Moro, 1975. Quando l’Italia era davvero battistrada dell’Europa…

Nel 1975 Moro inventò la risoluzione che portò alla elezione diretta a suffragio universale del Parlamento Europeo. Alla fine di un cammino di “mediazione alta” tipica del grande politico barese. Nel 1985 Craxi… fece il Craxi… a favore delle scelte europee, che poi portarono a Maastricht. Due anniversari di presidenze italiane dell’Europa che è bene non dimenticare. Proponiamo l’analisi di Roberto Di Giovan Paolo pubblicata su “EUROPA 2028 The European Magazine” anno I / n. 2

Ci sono anniversari che non lasciano il segno. Rimangono nella mente solo di storici e pochi lettori interessati. Quando va bene. Ma in fondo è il rischio di tutti gli anniversari. Eppure, qualcuno potrebbe suscitare ancora interesse perché conferma la teoria di Marc Bloch in Apologia della Storia, che la storia parla sempre di noi, ora, in questo momento. In altre parole, che ogni storia, crocianamente parlando, è storia contemporanea. Se posso permettermi il giudizio – ovviamente di parte perché ne sto scrivendo – questo vale per il ricordo di due semestri di Presidenza italiana dell’Europa: i quarant’anni dalla Presidenza 1985 del Governo Craxi, e ancor più per i cinquant’anni dalla Presidenza italiana del semestre luglio-dicembre 1975, Presidente del Consiglio, Aldo Moro. Una forzatura politica “benedetta”. Anzi, Benedetto.

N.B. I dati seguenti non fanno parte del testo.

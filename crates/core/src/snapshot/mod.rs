//! Snapshot persistence: one JSON artifact per catalog index.
//!
//! A snapshot directory holds eight artifacts plus `manifest.json`. Each file
//! is written to a temporary name and renamed into place.

mod artifact;
mod manifest;
mod store;

pub use artifact::{Artifact, ArtifactData};
pub use manifest::{Manifest, MANIFEST_FILE};
pub use store::{load, load_artifact, load_verified, read_manifest, save};

use std::path::PathBuf;
use thiserror::Error;

/// Errors that can occur while saving or loading a snapshot.
#[derive(Debug, Error)]
pub enum SnapshotError {
    /// File system operation failed.
    #[error("I/O error on {path}")]
    Io {
        path: PathBuf,
        #[source]
        source: std::io::Error,
    },

    /// An artifact file does not exist.
    #[error("Artifact {name} not found in {dir}")]
    MissingArtifact { name: String, dir: PathBuf },

    /// An artifact could not be parsed or serialized.
    #[error("Failed to parse {name}: {message}")]
    Parse { name: String, message: String },

    /// Loaded artifacts disagree with the manifest.
    #[error("Manifest mismatch: {0}")]
    ManifestMismatch(String),

    /// Background parsing task panicked or was cancelled.
    #[error("Snapshot task failed: {0}")]
    Task(String),
}

impl SnapshotError {
    pub(crate) fn io(path: impl Into<PathBuf>, source: std::io::Error) -> Self {
        Self::Io {
            path: path.into(),
            source,
        }
    }

    pub(crate) fn parse(name: impl Into<String>, err: impl std::fmt::Display) -> Self {
        Self::Parse {
            name: name.into(),
            message: err.to_string(),
        }
    }
}
//! Export manifest written alongside the artifacts.

use std::collections::BTreeMap;

use chrono::{DateTime, Utc};
use serde::{Deserialize, Serialize};

use super::{Artifact, SnapshotError};
use crate::catalog::CatalogStats;

pub const MANIFEST_FILE: &str = "manifest.json";

/// Record of one export: when it happened, how big each index was, and the
/// SHA-256 of every artifact file.
#[derive(Debug, Clone, PartialEq, Serialize, Deserialize)]
pub struct Manifest {
    pub date_exported: DateTime<Utc>,
    pub counts: CatalogStats,
    /// Artifact file name to lowercase hex digest.
    #[serde(default)]
    pub checksums: BTreeMap<String, String>,
}

impl Manifest {
    pub fn new(counts: CatalogStats) -> Self {
        Self {
            date_exported: Utc::now(),
            counts,
            checksums: BTreeMap::new(),
        }
    }

    pub fn record_checksum(&mut self, artifact: Artifact, checksum: String) {
        self.checksums
            .insert(artifact.file_name().to_string(), checksum);
    }

    /// Check loaded counts and checksums against what was exported.
    pub fn verify(
        &self,
        counts: &CatalogStats,
        checksums: &BTreeMap<String, String>,
    ) -> Result<(), SnapshotError> {
        if &self.counts != counts {
            return Err(SnapshotError::ManifestMismatch(format!(
                "counts differ: manifest {:?}, loaded {:?}",
                self.counts, counts
            )));
        }

        for (file, expected) in &self.checksums {
            match checksums.get(file) {
                Some(actual) if actual == expected => {}
                Some(actual) => {
                    return Err(SnapshotError::ManifestMismatch(format!(
                        "checksum of {} is {}, manifest says {}",
                        file, actual, expected
                    )))
                }
                None => {
                    return Err(SnapshotError::ManifestMismatch(format!(
                        "{} listed in manifest but not loaded",
                        file
                    )))
                }
            }
        }

        Ok(())
    }
}

#[cfg(test)]
mod tests {
    use super::*;

    fn counts(cards: usize) -> CatalogStats {
        CatalogStats {
            cards,
            ..Default::default()
        }
    }

    #[test]
    fn test_verify_accepts_matching() {
        let mut manifest = Manifest::new(counts(3));
        manifest.record_checksum(Artifact::Names, "abc".to_string());

        let loaded: BTreeMap<_, _> = [("names.json".to_string(), "abc".to_string())].into();
        assert!(manifest.verify(&counts(3), &loaded).is_ok());
    }

    #[test]
    fn test_verify_rejects_count_drift() {
        let manifest = Manifest::new(counts(3));
        let err = manifest.verify(&counts(2), &BTreeMap::new()).unwrap_err();
        assert!(matches!(err, SnapshotError::ManifestMismatch(_)));
    }

    #[test]
    fn test_verify_rejects_checksum_drift() {
        let mut manifest = Manifest::new(counts(0));
        manifest.record_checksum(Artifact::CardTree, "abc".to_string());

        let loaded: BTreeMap<_, _> = [("cardtree.json".to_string(), "def".to_string())].into();
        let err = manifest.verify(&counts(0), &loaded).unwrap_err();
        assert!(err.to_string().contains("cardtree.json"));
    }

    #[test]
    fn test_manifest_json_shape() {
        let manifest = Manifest::new(counts(5));
        let json = serde_json::to_value(&manifest).unwrap();
        assert!(json["date_exported"].is_string());
        assert_eq!(json["counts"]["cards"], 5);
    }
}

Nel primo caso il Governo italiano, rispolverando un articolo del Trattato costitutivo della Cee ancora in vigore allora, mise ai voti un emendamento che prevedeva la nascita di una Commissione intergovernativa per la revisione dei Trattati. La proposta venne approvata con il quorum previsto, a maggioranza, e aprì così una novità procedurale e anche la strada all’Atto Unico del 17 febbraio 1986 che, a sua volta, consentì di gettare le basi per il Trattato di Maastricht. Un atto di coraggio ed una tipica “forzatura politica” di Benedetto, detto Bettino, Craxi, legittimata però dalle norme CEE.

Un atto fondamentale che ci parla di voto a maggioranza e della strada spianata verso un Trattato che è alla base delle scelte future, anche dell’euro. In buona sostanza una forte scelta politica a favore dell’Europa moderna che oggi conosciamo, e che ancora in questo 2025 si ingarbuglia talvolta su diritti di veto e cooperazione rafforzata. Un precedente importante, che però avveniva già nell’ambito di una Europa nuova, che sentiva la paura ma anche il desiderio del nuovo, alla vigilia del dissolvimento dell’Europa dell’Est, con Gorbaciov alle prese con la Glasnost e Mitterrand e Thatcher impegnati in un “braccio di ferro” sul primato in Europa dal punto di vista culturale ed economico.

Anni di crisi mondiale… però anche di speranze

Aldo Moro, invece, dieci anni prima, si muove ancora in un mondo dominato dalla guerra fredda nel suo massimo dispiegamento, con i Paesi divisi tra due blocchi, Usa e Urss, e poche eccezioni nei cosiddetti “Paesi non allineati”. Erano gli anni segnati da una nuova parola, presa di getto dai manuali di economia: “stagflazione”, ovvero l’inflazione più il calo pro- duttivo, seguita alla crisi del 1973. Crisi petrolifera di nome, ma anche e forse soprattutto politica, anzi geopolitica a tutto tondo, con la inedita “presa di parola” di alcuni “ex Paesi in via di sviluppo” che avevano dato vita prima all’Opec e poi con essa, ad una clamorosa protesta con la diminuzione” programmata” di produzione del petrolio, che portò ai tempi della crisi alla cosiddetta “austerity”. Si annunciavano per davvero “tempi nuovi”, che non a caso Aldo Moro segnalava in molti dei suoi interventi di politica interna o estera.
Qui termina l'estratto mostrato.